Lake in Northern Italy

Lago di Cavazzo (Lât di Cjavaç) is the largest natural lake in the Province of Udine, Friuli-Venezia Giulia, Italy. At an elevation of 191 m, its surface area is 1.74 km².

== Geography ==
The lake is situated in the territory of the municipality of Cavazzo Carnico, in the north-east of Italy. Lake Cavazzo is of glacial origin and it is 2,250 m long, 400 to 800 m wide, has a maximum depth of about 40 m; its surface area is 1.2 km² and its perimeter is 7.6 km.

== Flora and fauna ==
A vast reedbed occupies part of the south shore and is an ideal breeding habitat for various native fish species such as pike, tench, perch and more.
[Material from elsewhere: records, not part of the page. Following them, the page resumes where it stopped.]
use tracing_appender::non_blocking::WorkerGuard;

use crate::{
    backend::{memory_auth::MemoryAuth, memory_store::MemoryStore},
    infra::config::AppConfig,
};

/// Everything one process run shares: config plus the backend handles.
pub struct AppContext {
    pub config: AppConfig,
    pub store: MemoryStore,
    pub auth: MemoryAuth,
    /// Keeps the file log writer flushing until the context is dropped.
    pub log_guard: Option<WorkerGuard>,
}

impl AppContext {
    pub fn new(config: AppConfig, store: MemoryStore, auth: MemoryAuth) -> Self {
        Self {
            config,
            store,
            auth,
            log_guard: None,
        }
    }
}
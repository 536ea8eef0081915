use super::ids::{ChatId, UserId};

#[derive(Debug, Clone, PartialEq, Eq, thiserror::Error)]
pub enum ChatIdentityError {
    #[error("a chat needs two distinct participants")]
    SameParticipant,
}

/// Derives the canonical chat key for a pair of users.
///
/// The ids are sorted before joining, so the result does not depend on which
/// side opens the chat.
pub fn derive_chat_id(a: &UserId, b: &UserId) -> Result<ChatId, ChatIdentityError> {
    if a == b {
        return Err(ChatIdentityError::SameParticipant);
    }

    let (first, second) = if a < b { (a, b) } else { (b, a) };
    Ok(ChatId::from_sorted(first, second))
}
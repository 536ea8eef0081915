//! Live inbox of the session user's chats, with new-message notifications.

use crate::domain::{
    chat::Chat,
    chat_list_state::{ChatListState, UnreadBump},
    ids::{ChatId, UserId},
};

use super::{
    contracts::{DocumentStore, Notifier},
    subscription::Subscription,
};

pub struct InboxFeed {
    state: ChatListState,
    subscription: Option<Subscription<Chat>>,
}

impl InboxFeed {
    pub fn start(store: &dyn DocumentStore, me: UserId) -> Self {
        let mut state = ChatListState::new(me.clone());
        let subscription = match store.subscribe_chats(&me) {
            Ok(subscription) => Some(subscription),
            Err(error) => {
                tracing::warn!(
                    code = "INBOX_SUBSCRIBE_FAILED",
                    user_id = %me,
                    error = %error,
                    "failed to subscribe to chats"
                );
                state.set_error();
                None
            }
        };

        let mut feed = Self { state, subscription };
        // The snapshot is history, not news.
        feed.poll(None);
        feed
    }

    /// Applies pending chat changes. Returns the unread bumps that should be
    /// announced, leaving out `open_chat`, which the user is already looking
    /// at.
    pub fn poll(&mut self, open_chat: Option<&ChatId>) -> Vec<UnreadBump> {
        let Some(subscription) = self.subscription.as_mut() else {
            return Vec::new();
        };
        let changes = subscription.drain();
        self.state
            .apply_changes(changes)
            .into_iter()
            .filter(|bump| Some(&bump.chat_id) != open_chat)
            .collect()
    }

    /// Polls and forwards every announceable bump to `notifier`.
    pub fn poll_and_notify(
        &mut self,
        open_chat: Option<&ChatId>,
        notifier: &dyn Notifier,
        peer_name: impl Fn(&UserId) -> String,
    ) -> usize {
        let bumps = self.poll(open_chat);
        for bump in &bumps {
            let title = format!("New message from {}", peer_name(&bump.peer));
            let body = bump
                .last_message_preview
                .clone()
                .unwrap_or_else(|| format!("{} unread", bump.unread_count));
            notifier.notify(&title, &body);
        }
        bumps.len()
    }

    pub fn state(&self) -> &ChatListState {
        &self.state
    }

    pub fn stop(&mut self) {
        if let Some(mut subscription) = self.subscription.take() {
            subscription.cancel();
        }
    }
}
//! Console input parsing.

use crate::domain::message::MessageKind;

#[derive(Debug, Clone, PartialEq, Eq)]
pub enum ConsoleCommand {
    /// Empty line: just pick up live changes.
    Refresh,
    Help,
    Users,
    Inbox,
    Open { username: String },
    Messages,
    Send { text: String },
    Upload { url: String, kind: Option<MessageKind> },
    Search { term: String },
    Clear,
    Read,
    Logout,
    Quit,
}

#[derive(Debug, Clone, PartialEq, Eq, thiserror::Error)]
pub enum CommandError {
    #[error("unknown command /{0}, try /help")]
    Unknown(String),
    #[error("/{command} needs {argument}")]
    MissingArgument {
        command: &'static str,
        argument: &'static str,
    },
    #[error("unknown media kind {0:?}, use image, video or file")]
    InvalidKind(String),
}

pub const HELP_LINES: [&str; 13] = [
    "/users                  list everyone else",
    "/inbox                  your chats, most recent first",
    "/open <username>        open the chat with a user",
    "/messages               show the open chat again",
    "<text> or /send <text>  send a message",
    "/upload <url> [kind]    send an uploaded image, video or file",
    "/search <term>          search users by name",
    "/clear                  delete the open chat's history",
    "/read                   mark incoming messages read",
    "/logout                 sign out",
    "/quit                   exit",
    "/help                   this list",
    "<empty line>            refresh",
];

pub fn parse(line: &str) -> Result<ConsoleCommand, CommandError> {
    let line = line.trim();
    if line.is_empty() {
        return Ok(ConsoleCommand::Refresh);
    }

    let Some(rest) = line.strip_prefix('/') else {
        return Ok(ConsoleCommand::Send {
            text: line.to_owned(),
        });
    };

    let (command, argument) = match rest.split_once(char::is_whitespace) {
        Some((command, argument)) => (command, argument.trim()),
        None => (rest, ""),
    };

    match command.to_ascii_lowercase().as_str() {
        "help" | "h" => Ok(ConsoleCommand::Help),
        "users" => Ok(ConsoleCommand::Users),
        "inbox" => Ok(ConsoleCommand::Inbox),
        "messages" | "m" => Ok(ConsoleCommand::Messages),
        "open" | "o" => {
            let username = required(argument, "open", "a username")?;
            Ok(ConsoleCommand::Open { username })
        }
        "send" | "s" => {
            let text = required(argument, "send", "some text")?;
            Ok(ConsoleCommand::Send { text })
        }
        "upload" => parse_upload(argument),
        "search" => Ok(ConsoleCommand::Search {
            term: argument.to_owned(),
        }),
        "clear" => Ok(ConsoleCommand::Clear),
        "read" => Ok(ConsoleCommand::Read),
        "logout" => Ok(ConsoleCommand::Logout),
        "quit" | "q" | "exit" => Ok(ConsoleCommand::Quit),
        other => Err(CommandError::Unknown(other.to_owned())),
    }
}

fn required(argument: &str, command: &'static str, what: &'static str) -> Result<String, CommandError> {
    if argument.is_empty() {
        return Err(CommandError::MissingArgument {
            command,
            argument: what,
        });
    }
    Ok(argument.to_owned())
}

fn parse_upload(argument: &str) -> Result<ConsoleCommand, CommandError> {
    let mut parts = argument.split_whitespace();
    let url = parts.next().ok_or(CommandError::MissingArgument {
        command: "upload",
        argument: "a URL",
    })?;

    let kind = match parts.next() {
        None => None,
        Some(kind) => Some(match kind.to_ascii_lowercase().as_str() {
            "image" => MessageKind::Image,
            "video" => MessageKind::Video,
            "file" => MessageKind::file_from_url(url),
            _ => return Err(CommandError::InvalidKind(kind.to_owned())),
        }),
    };

    Ok(ConsoleCommand::Upload {
        url: url.to_owned(),
        kind,
    })
}

#[cfg(test)]
mod tests {
    use super::*;

    #[test]
    fn plain_text_is_sent() {
        assert_eq!(
            parse("  hello there "),
            Ok(ConsoleCommand::Send {
                text: "hello there".to_owned()
            })
        );
    }

    #[test]
    fn empty_line_refreshes() {
        assert_eq!(parse("   "), Ok(ConsoleCommand::Refresh));
    }

    #[test]
    fn open_requires_username() {
        assert_eq!(
            parse("/open"),
            Err(CommandError::MissingArgument {
                command: "open",
                argument: "a username"
            })
        );
        assert_eq!(
            parse("/OPEN bob"),
            Ok(ConsoleCommand::Open {
                username: "bob".to_owned()
            })
        );
    }

    #[test]
    fn search_keeps_empty_term() {
        assert_eq!(
            parse("/search"),
            Ok(ConsoleCommand::Search {
                term: String::new()
            })
        );
        assert_eq!(
            parse("/search  Ali "),
            Ok(ConsoleCommand::Search {
                term: "Ali".to_owned()
            })
        );
    }

    #[test]
    fn upload_accepts_optional_kind() {
        assert_eq!(
            parse("/upload https://x/a.bin"),
            Ok(ConsoleCommand::Upload {
                url: "https://x/a.bin".to_owned(),
                kind: None
            })
        );
        assert_eq!(
            parse("/upload https://x/a.bin video"),
            Ok(ConsoleCommand::Upload {
                url: "https://x/a.bin".to_owned(),
                kind: Some(MessageKind::Video)
            })
        );
        assert_eq!(
            parse("/upload https://x/photo.png file"),
            Ok(ConsoleCommand::Upload {
                url: "https://x/photo.png".to_owned(),
                kind: Some(MessageKind::File {
                    file_name: "photo.png".to_owned()
                })
            })
        );
        assert_eq!(
            parse("/upload https://x/a.bin gif"),
            Err(CommandError::InvalidKind("gif".to_owned()))
        );
    }

    #[test]
    fn unknown_commands_are_reported() {
        assert_eq!(
            parse("/dance"),
            Err(CommandError::Unknown("dance".to_owned()))
        );
    }
}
There are also different species of birds, such as common mallard and kingfisher, which are visible as you walk along the path that borders the lake. All along the shores of the lake birdwatchers can find observation towers positioned at strategic points. The valley is renowned for the presence of numerous species of butterflies and it is possible to visit the House of Butterflies in Bordano to discover lepidopterans and other insects from all over the world.

The campsite is also an excellent starting point for those who want to hike the trails in the forests of the Carnic Prealps. A short distance away you can also find the Lake Cornico Nature Reserve, the natural habitat of griffon vultures.